Records drawn from a dataset:
::::::::::
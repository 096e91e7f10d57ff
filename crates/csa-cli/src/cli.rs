//! Command-line flags.

use crate::commands::create::{CreateOptions, Language};
use clap::Parser;
use csa_utils::constants::{FULLSTACK_FRONTEND_URL, FULLSTACK_TEMPLATES_URL, SHUTTLE_EXAMPLE_URL};
use std::path::PathBuf;

#[derive(Parser, Debug)]
#[command(name = "create-shuttle-app")]
#[command(author, version, about, long_about = None)]
pub struct Cli {
    /// Directory to create the project in
    #[arg(value_name = "PROJECT_DIRECTORY")]
    pub project_directory: Option<PathBuf>,

    /// Initialize as a TypeScript project (default)
    #[arg(long = "ts", visible_alias = "typescript", conflicts_with = "javascript")]
    pub typescript: bool,

    /// Initialize as a JavaScript project
    #[arg(long = "js", visible_alias = "javascript")]
    pub javascript: bool,

    /// Initialize with eslint config
    #[arg(long)]
    pub eslint: bool,

    /// An example to bootstrap the app with. You can use an example name
    /// from the official Next.js repo or a GitHub URL. The URL can use any
    /// branch and/or subdirectory
    #[arg(short, long, value_name = "NAME|GITHUB-URL")]
    pub example: Option<String>,

    /// A GitHub URL to bootstrap the Shuttle backend with
    #[arg(long, value_name = "GITHUB-URL")]
    pub shuttle_example: Option<String>,

    /// A paired frontend and backend template from the Shuttle examples
    #[arg(long, value_name = "NAME", conflicts_with_all = ["example", "shuttle_example"])]
    pub fullstack_example: Option<String>,

    /// Print debug logs
    #[arg(short, long, conflicts_with = "quiet")]
    pub verbose: bool,

    /// Only print errors
    #[arg(short, long)]
    pub quiet: bool,
}

impl Cli {
    /// Resolves the flags into the options used for creating a project.
    #[must_use]
    pub fn into_options(self) -> CreateOptions {
        let (example, backend_template) = match self.fullstack_example {
            Some(name) => (
                Some(format!("{FULLSTACK_FRONTEND_URL}/{name}/frontend")),
                format!("{FULLSTACK_TEMPLATES_URL}/{name}/backend"),
            ),
            None => (
                self.example,
                self.shuttle_example
                    .unwrap_or_else(|| SHUTTLE_EXAMPLE_URL.to_string()),
            ),
        };

        let language = if self.javascript {
            Some(Language::JavaScript)
        } else if self.typescript {
            Some(Language::TypeScript)
        } else {
            None
        };

        CreateOptions {
            project_dir: self.project_directory,
            language,
            eslint: self.eslint,
            example,
            backend_template,
        }
    }
}
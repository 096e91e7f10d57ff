//! Parser for JavaScript/TypeScript config modules.
//!
//! This crate parses a token stream into a [`Program`]. The tree only
//! models what config patching needs: variable declarations, module
//! exports and object literals. Everything else is preserved as raw
//! source text.

pub mod ast;
mod parsing;

pub use ast::{
    Comment, DeclarationKind, Declarator, Expression, ObjectLiteral, Program, Property,
    PropertyKey, PropertyKind, Statement, StatementKind,
};
pub use parsing::Parser;

use csa_core::{Result, Span};
use csa_lexer::Token;

/// Parses a slice of tokens into a config module AST.
///
/// # Arguments
/// * `tokens` - The token stream to parse
/// * `source` - The source text the tokens were produced from
///
/// # Errors
/// Returns an error if the token stream has unbalanced brackets
///
/// # Examples
/// ```
/// use csa_lexer::tokenize;
/// use csa_parser::parse;
///
/// let source = "const nextConfig = { reactStrictMode: true }";
/// let tokens = tokenize(source).unwrap();
/// let program = parse(&tokens, source).unwrap();
/// assert_eq!(program.statements.len(), 1);
/// ```
pub fn parse(tokens: &[(Token, Span)], source: &str) -> Result<Program> {
    let mut parser = Parser::new(tokens, source);
    parser.parse_program()
}

/// Tokenizes and parses config source text in one step.
///
/// # Errors
/// Returns an error if lexing or parsing fails
pub fn parse_source(source: &str) -> Result<Program> {
    let tokens = csa_lexer::tokenize(source)?;
    parse(&tokens, source)
}
//! Source printer for config module ASTs.

use csa_parser::{
    Comment, Declarator, Expression, ObjectLiteral, Program, Property, PropertyKind, Statement,
    StatementKind,
};

const INDENT: &str = "  ";

/// Prints a config module back to source text.
///
/// Multi-line objects get one property per line with a trailing comma.
/// Objects written on a single line stay on a single line unless they
/// carry comments. Raw nodes are emitted exactly as they were parsed.
#[derive(Debug, Default)]
pub struct CodeGenerator {
    output: String,
}

impl CodeGenerator {
    /// Creates a new code generator.
    #[must_use]
    pub fn new() -> Self {
        Self::default()
    }

    /// Generates source text for a whole module.
    pub fn generate(&mut self, program: &Program) -> String {
        self.output.clear();

        for statement in &program.statements {
            self.statement(statement);
        }
        for comment in &program.trailing_comments {
            self.comment(comment, 0);
        }

        std::mem::take(&mut self.output)
    }

    fn blank_line(&mut self, wanted: bool) {
        if wanted && !self.output.is_empty() {
            self.output.push('\n');
        }
    }

    fn comment(&mut self, comment: &Comment, level: usize) {
        self.blank_line(comment.blank_line_before);
        self.output.push_str(&INDENT.repeat(level));
        self.output.push_str(&comment.text);
        self.output.push('\n');
    }

    fn statement(&mut self, statement: &Statement) {
        for comment in &statement.leading_comments {
            self.comment(comment, 0);
        }
        self.blank_line(statement.blank_line_before);

        let text = match &statement.kind {
            StatementKind::Variable {
                kind,
                declarators,
                semicolon,
            } => {
                let declarators = declarators
                    .iter()
                    .map(declarator)
                    .collect::<Vec<_>>()
                    .join(", ");
                format!("{} {declarators}{}", kind.keyword(), terminator(*semicolon))
            }
            StatementKind::ModuleExports { value, semicolon } => {
                format!("module.exports = {}{}", expression(value, 0), terminator(*semicolon))
            }
            StatementKind::ExportDefault { value, semicolon } => {
                format!("export default {}{}", expression(value, 0), terminator(*semicolon))
            }
            StatementKind::Raw(text) => text.clone(),
        };

        self.output.push_str(&text);
        if let Some(comment) = &statement.trailing_comment {
            self.output.push(' ');
            self.output.push_str(comment);
        }
        self.output.push('\n');
    }
}

fn terminator(semicolon: bool) -> &'static str {
    if semicolon { ";" } else { "" }
}

fn declarator(declarator: &Declarator) -> String {
    let mut text = declarator.name.clone();
    if let Some(annotation) = &declarator.type_annotation {
        text.push_str(": ");
        text.push_str(annotation);
    }
    if let Some(init) = &declarator.init {
        text.push_str(" = ");
        text.push_str(&expression(init, 0));
    }
    text
}

/// Prints an expression whose first line sits at indentation `level`.
pub(crate) fn expression(expression: &Expression, level: usize) -> String {
    match expression {
        Expression::Object(object) => self::object(object, level),
        Expression::Boolean(value) => value.to_string(),
        Expression::Identifier(name) => name.clone(),
        Expression::Raw(text) => text.clone(),
    }
}

fn object(object: &ObjectLiteral, level: usize) -> String {
    let mut text = String::new();
    for comment in &object.leading_comments {
        text.push_str(comment);
        if comment.starts_with("//") {
            text.push('\n');
            text.push_str(&INDENT.repeat(level));
        } else {
            text.push(' ');
        }
    }
    text.push_str(&body(object, level));
    text
}

fn body(object: &ObjectLiteral, level: usize) -> String {
    let suffix = object.suffix.as_deref().unwrap_or_default();

    if object.properties.is_empty() && object.trailing_comments.is_empty() {
        return format!("{{}}{suffix}");
    }

    if !object.multiline && !has_comments(object) {
        let properties = object
            .properties
            .iter()
            .map(|p| property(p, level))
            .collect::<Vec<_>>()
            .join(", ");
        return format!("{{ {properties} }}{suffix}");
    }

    let inner = INDENT.repeat(level + 1);
    let mut text = String::from("{\n");

    for (index, property) in object.properties.iter().enumerate() {
        for (position, comment) in property.leading_comments.iter().enumerate() {
            if comment.blank_line_before && (index > 0 || position > 0) {
                text.push('\n');
            }
            text.push_str(&inner);
            text.push_str(&comment.text);
            text.push('\n');
        }
        let first_line = index == 0 && property.leading_comments.is_empty();
        if property.blank_line_before && !first_line {
            text.push('\n');
        }

        text.push_str(&inner);
        text.push_str(&self::property(property, level + 1));
        text.push(',');
        if let Some(comment) = &property.trailing_comment {
            text.push(' ');
            text.push_str(comment);
        }
        text.push('\n');
    }

    for (position, comment) in object.trailing_comments.iter().enumerate() {
        if comment.blank_line_before && (position > 0 || !object.properties.is_empty()) {
            text.push('\n');
        }
        text.push_str(&inner);
        text.push_str(&comment.text);
        text.push('\n');
    }

    text.push_str(&INDENT.repeat(level));
    text.push('}');
    text.push_str(suffix);
    text
}

fn property(property: &Property, level: usize) -> String {
    match &property.kind {
        PropertyKind::KeyValue { key, value } => {
            format!("{}: {}", key.text(), expression(value, level))
        }
        PropertyKind::Raw(text) => text.clone(),
    }
}

fn has_comments(object: &ObjectLiteral) -> bool {
    !object.trailing_comments.is_empty()
        || object
            .properties
            .iter()
            .any(|p| !p.leading_comments.is_empty() || p.trailing_comment.is_some())
}
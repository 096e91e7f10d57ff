//! Parsing implementation modules.

mod expressions;
mod parser;
mod raw;
mod statements;

pub use parser::Parser;
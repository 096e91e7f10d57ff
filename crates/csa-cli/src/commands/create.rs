//! Implementation of project creation.
//!
//! Steps, in order: native dependencies, project directory, Next.js
//! frontend, Shuttle backend, then patching the generated files.

use crate::pipeline;
use crate::process::{self, RunOptions};
use crate::template::{self, Fetch, HttpFetcher};
use crate::toolchain::{self, Dependency, Host};
use crate::utils::print_status;
use anyhow::Result;
use csa_core::Error;
use csa_utils::constants::{
    BACKEND_DIR, NEXT_GENERATOR, PACKAGE_JSON_FILE, SHUTTLE_CONFIG_FILE,
};
use csa_utils::manifest::DEV_DEPENDENCY;
use csa_utils::{Manifest, PackageManager, ShuttleConfig, check_project_path, unique_name, validate};
use dialoguer::{Confirm, Input};
use std::path::{Path, PathBuf};

/// Frontend language variant passed to the generator.
#[derive(Debug, Clone, Copy, PartialEq, Eq)]
pub enum Language {
    TypeScript,
    JavaScript,
}

/// Everything the user asked for, resolved from flags.
#[derive(Debug, Clone, PartialEq, Eq)]
pub struct CreateOptions {
    /// Prompted for when absent.
    pub project_dir: Option<PathBuf>,
    pub language: Option<Language>,
    pub eslint: bool,
    /// Frontend example name or URL forwarded to the generator.
    pub example: Option<String>,
    /// Template URL the backend is downloaded from.
    pub backend_template: String,
}

impl CreateOptions {
    /// Arguments forwarded to `create-next-app`, ending with the path.
    #[must_use]
    pub fn generator_args(&self, path: &Path) -> Vec<String> {
        let mut args = Vec::new();

        match self.language {
            Some(Language::JavaScript) => args.push("--js".to_string()),
            Some(Language::TypeScript) => args.push("--ts".to_string()),
            None => {}
        }
        if let Some(example) = &self.example {
            args.push("--example".to_string());
            args.push(example.clone());
        }
        if self.eslint {
            args.push("--eslint".to_string());
        }

        args.push(path.to_string_lossy().into_owned());
        args
    }
}

/// Raised when the user aborts an interactive prompt.
#[derive(Debug, thiserror::Error)]
#[error("prompt aborted")]
pub struct PromptAborted;

/// The directory being created and the names derived from it.
#[derive(Debug, Clone, PartialEq, Eq)]
pub struct Project {
    /// Absolute project path.
    pub path: PathBuf,
    /// Final path component, used as the project name.
    pub name: String,
    /// Unique name the backend is deployed under.
    pub deployment_name: String,
}

impl Project {
    /// Resolves a user-supplied directory into a project.
    ///
    /// # Errors
    /// Returns [`Error::InvalidProjectName`] if the directory name breaks
    /// the naming rules.
    pub fn resolve(dir: &Path) -> Result<Self> {
        let path = std::path::absolute(dir)?;
        let name = project_name(&path);

        let validation = validate(&name);
        if !validation.is_valid() {
            return Err(Error::InvalidProjectName {
                name,
                problems: validation.problems,
            }
            .into());
        }

        Ok(Self {
            deployment_name: unique_name(&name),
            path,
            name,
        })
    }

    #[must_use]
    pub fn backend_dir(&self) -> PathBuf {
        self.path.join(BACKEND_DIR)
    }
}

fn project_name(path: &Path) -> String {
    path.file_name()
        .map(|name| name.to_string_lossy().into_owned())
        .unwrap_or_default()
}

/// Checks a prompted directory, returning the message shown on failure.
///
/// # Errors
/// Returns the first naming problem of the directory's final component.
pub fn validate_project_dir(input: &str) -> std::result::Result<(), String> {
    let input = input.trim();
    let name = std::path::absolute(input)
        .map(|path| project_name(&path))
        .unwrap_or_default();

    match validate(&name).problems.first() {
        Some(problem) => Err(format!("Invalid project name: {problem}")),
        None => Ok(()),
    }
}

/// Executes project creation.
///
/// # Errors
/// Returns an error if any step fails or the user declines a required
/// installation.
pub fn execute(options: CreateOptions) -> Result<()> {
    let host = Host::detect();
    let fetcher = HttpFetcher::new()?;
    tracing::debug!(?host, ?options, "starting");

    ensure_dependencies(&host, &fetcher)?;

    let project_dir = match &options.project_dir {
        Some(dir) => dir.clone(),
        None => prompt_project_dir()?,
    };
    let project = Project::resolve(&project_dir)?;
    check_project_path(&project.path)?;

    create_frontend(&options, &project)?;
    create_backend(&options.backend_template, &project, &fetcher)?;

    let package_manager = PackageManager::from_env();
    patch_package(&project.path, package_manager)?;

    print_status("Patching", "Next.js config");
    let config = pipeline::patch_next_config(&project.path)?;
    tracing::debug!(path = %config.display(), "patched config");

    print_success(&project_dir, &project, package_manager);
    Ok(())
}

/// Offers to install every missing native dependency.
fn ensure_dependencies(host: &Host, fetcher: &dyn Fetch) -> Result<()> {
    for dependency in Dependency::ALL {
        print_status(
            "Checking",
            &format!("{dependency} {}", dependency.version_req()),
        );
        if dependency.is_installed() {
            continue;
        }

        let prompt = format!(
            "create-shuttle-app requires {dependency} v{}, do you wish to install it now?",
            dependency.install_version()
        );
        if !confirm(&prompt)? {
            return Err(dependency.required_error().into());
        }

        print_status(
            "Installing",
            &format!("{dependency} v{}", dependency.install_version()),
        );
        toolchain::install(dependency, host, fetcher)?;
    }
    Ok(())
}

fn confirm(prompt: &str) -> Result<bool> {
    match Confirm::new().with_prompt(prompt).default(true).interact_opt() {
        Ok(Some(answer)) => Ok(answer),
        Ok(None) => Err(PromptAborted.into()),
        Err(err) => {
            tracing::debug!(error = %err, "confirm prompt failed");
            Err(PromptAborted.into())
        }
    }
}

fn prompt_project_dir() -> Result<PathBuf> {
    let answer: String = Input::new()
        .with_prompt("What is your project named?")
        .default("my-app".to_string())
        .validate_with(|input: &String| validate_project_dir(input))
        .interact_text()
        .map_err(|err| {
            tracing::debug!(error = %err, "project name prompt failed");
            PromptAborted
        })?;

    let answer = answer.trim();
    if answer.is_empty() {
        anyhow::bail!(
            "Please specify the project directory:\n  create-shuttle-app <project-directory>"
        );
    }
    Ok(PathBuf::from(answer))
}

fn create_frontend(options: &CreateOptions, project: &Project) -> Result<()> {
    print_status(
        "Creating",
        &format!("a new Next.js app in {}", project.path.display()),
    );

    let args = std::iter::once(NEXT_GENERATOR.to_string())
        .chain(options.generator_args(&project.path))
        .collect::<Vec<_>>();
    let args: Vec<&str> = args.iter().map(String::as_str).collect();

    process::run("npx", &args, &RunOptions::new().inherit_stdout())?;
    Ok(())
}

fn create_backend(url: &str, project: &Project, fetcher: &dyn Fetch) -> Result<()> {
    let backend = project.backend_dir();

    print_status("Downloading", &format!("Shuttle backend from {url}"));
    template::clone_example(url, &backend, fetcher)?;

    ShuttleConfig::new(&project.deployment_name).save(backend.join(SHUTTLE_CONFIG_FILE))?;
    tracing::debug!(name = %project.deployment_name, "wrote Shuttle.toml");
    Ok(())
}

/// Rewrites the manifest scripts and installs their dev dependency.
///
/// # Errors
/// Returns an error if the manifest cannot be patched or the install fails.
pub fn patch_package(project: &Path, package_manager: PackageManager) -> Result<()> {
    print_status("Patching", PACKAGE_JSON_FILE);
    let mut manifest = Manifest::load(project.join(PACKAGE_JSON_FILE))?;
    manifest.set_scripts()?;
    manifest.save()?;

    print_status(
        "Installing",
        &format!("{DEV_DEPENDENCY} with {package_manager}"),
    );
    let args = package_manager.add_dev_args(DEV_DEPENDENCY);
    let args: Vec<&str> = args.iter().map(String::as_str).collect();
    process::run(
        package_manager.command(),
        &args,
        &RunOptions::new().cwd(project),
    )?;
    Ok(())
}

fn print_success(project_dir: &Path, project: &Project, package_manager: PackageManager) {
    print_status(
        "Finished",
        &format!("created {} at {}", project.name, project.path.display()),
    );
    println!();
    println!("Your Shuttle project is named {}", project.deployment_name);
    println!();
    println!("To get started:");
    println!("  cd {}", project_dir.display());
    println!("  {package_manager} run shuttle-login");
    println!("  {package_manager} run dev");
    println!();
    println!("To deploy:");
    println!("  {package_manager} run deploy");
}

#[cfg(test)]
mod tests {
    use super::*;

    fn options() -> CreateOptions {
        CreateOptions {
            project_dir: None,
            language: None,
            eslint: false,
            example: None,
            backend_template: "https://github.com/shuttle-hq/examples/axum/static-next-server"
                .to_string(),
        }
    }

    #[test]
    fn test_generator_args_order() {
        let options = CreateOptions {
            language: Some(Language::JavaScript),
            eslint: true,
            example: Some("blog".to_string()),
            ..options()
        };
        assert_eq!(
            options.generator_args(Path::new("/tmp/my-app")),
            ["--js", "--example", "blog", "--eslint", "/tmp/my-app"]
        );
    }

    #[test]
    fn test_generator_args_minimal() {
        assert_eq!(options().generator_args(Path::new("/tmp/app")), ["/tmp/app"]);
    }

    #[test]
    fn test_project_resolve() {
        let project = Project::resolve(Path::new("some/dir/my-app")).unwrap();
        assert!(project.path.is_absolute());
        assert!(project.path.ends_with("some/dir/my-app"));
        assert_eq!(project.name, "my-app");
        assert!(project.deployment_name.starts_with("my-app-"));
        assert_eq!(project.deployment_name.len(), "my-app-".len() + 6);
        assert!(project.backend_dir().ends_with("my-app/backend"));
    }

    #[test]
    fn test_project_resolve_rejects_bad_names() {
        let err = Project::resolve(Path::new("shuttle")).unwrap_err();
        let err = err.downcast_ref::<Error>().unwrap();
        assert!(matches!(err, Error::InvalidProjectName { .. }));
        assert_eq!(err.problems(), vec!["\"shuttle\" is a reserved name".to_string()]);
    }

    #[test]
    fn test_validate_project_dir() {
        assert_eq!(validate_project_dir("my-app"), Ok(()));
        assert_eq!(validate_project_dir("  nested/my-app  "), Ok(()));
        assert_eq!(
            validate_project_dir("-bad-"),
            Err("Invalid project name: must not start or end with a hyphen".to_string())
        );
    }
}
::::::::::
### Your assignment
Read the entries and show each line that mentions "index".

### Solution to the problem
    for (index, property) in object.properties.iter().enumerate() {
            if comment.blank_line_before && (index > 0 || position > 0) {
        let first_line = index == 0 && property.leading_comments.is_empty();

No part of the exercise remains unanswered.